His Swansea team in 10/11 scored 69 in 46. In 11/12 they scored 44 in 38. Where is the evidence here of great attacking football? Blackpool scored 55 in 38. They got relegated but you can categorically say Halloway played attacking football.
Back to us. Rodgers started 12/13 with us looking to keep the ball and pass (bore) teams to death. Until January, there are many games where we score 0 or 1 with the exception of winning 5-2 at Norwich. But then with Sturridge and Coutinho we score 3, 3, 5, 5, 4, 3, 6 and 3 in the last 18 games. Then at the start of 13/14 he again went back to a slower, much less aggressive brand of football, before finally allowing us to go gung ho, probably because he realised with Suarez there the chaos was the most pragmatic thing to do.

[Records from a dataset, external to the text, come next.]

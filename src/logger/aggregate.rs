use super::{Delivery, Logger, guarded};
use crate::domain::{DeliveryError, LogEntry};
use std::sync::Arc;

/// Fans one entry out to an ordered list of independent loggers.
///
/// Every member is invoked even when earlier ones fail or panic. The result
/// is a success when the list is empty or at least one member succeeded, and
/// `DeliveryError::AllFailed` only when every member failed.
#[derive(Default)]
pub struct AggregateDelivery {
    loggers: Vec<Arc<Logger>>,
}

impl AggregateDelivery {
    pub fn new() -> Self {
        Self::default()
    }

    pub fn with(mut self, logger: Arc<Logger>) -> Self {
        self.loggers.push(logger);
        self
    }

    pub fn push(&mut self, logger: Arc<Logger>) {
        self.loggers.push(logger);
    }

    pub fn len(&self) -> usize {
        self.loggers.len()
    }

    pub fn is_empty(&self) -> bool {
        self.loggers.is_empty()
    }

    fn fan_out<S>(&self, entry: &LogEntry, step: S) -> Result<(), DeliveryError>
    where
        S: Fn(&Logger, &LogEntry) -> Result<(), DeliveryError>,
    {
        // None: nothing attempted yet
        let mut all_failed: Option<bool> = None;

        for logger in &self.loggers {
            let failed = guarded(|| step(logger.as_ref(), entry)).is_err();
            if !failed {
                all_failed = Some(false);
            } else if all_failed.is_none() {
                all_failed = Some(true);
            }
        }

        match all_failed {
            Some(true) => Err(DeliveryError::AllFailed {
                attempted: self.loggers.len(),
            }),
            _ => Ok(()),
        }
    }
}

impl FromIterator<Arc<Logger>> for AggregateDelivery {
    fn from_iter<I: IntoIterator<Item = Arc<Logger>>>(iter: I) -> Self {
        Self {
            loggers: iter.into_iter().collect(),
        }
    }
}

impl Delivery for AggregateDelivery {
    fn deliver(&self, entry: &LogEntry) -> Result<(), DeliveryError> {
        self.fan_out(entry, |logger, e| logger.deliver(e))
    }

    fn deliver_and_wait(&self, entry: &LogEntry) -> Result<(), DeliveryError> {
        self.fan_out(entry, |logger, e| logger.deliver_and_wait(e))
    }
}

So I ask can we stop thinking Rodgers has abandoned his principles under pressure? His principles were never wild free flowing attacking football. I’d argue he doesn’t have any, or that the principles he does have are incredibly loose. But if you want to say he does have a philosophy then we are seeing it. This turgid brand of football is what he set out to achieve with Swansea, with us in 12/13 and at the start of the last 2 seasons. It was just that circumstances (primarily Suarez) got in the way and he had to change.
We are playing how he wants us to play and thats the same way whether its 4-2-3-1 or 3-5-2.
In a nut shell, he has a completely new front line to gel together. So expecting 4-3 isn’t going to happen straight off.
Naw, 2 up top and 1 in the hole could save him. The only thing that is going to win his detractors over at this point is winning convincingly with good attacking play. Dour defensive displays, even leading to decent results overall as during that one period last season, won’t be enough to turn the tide.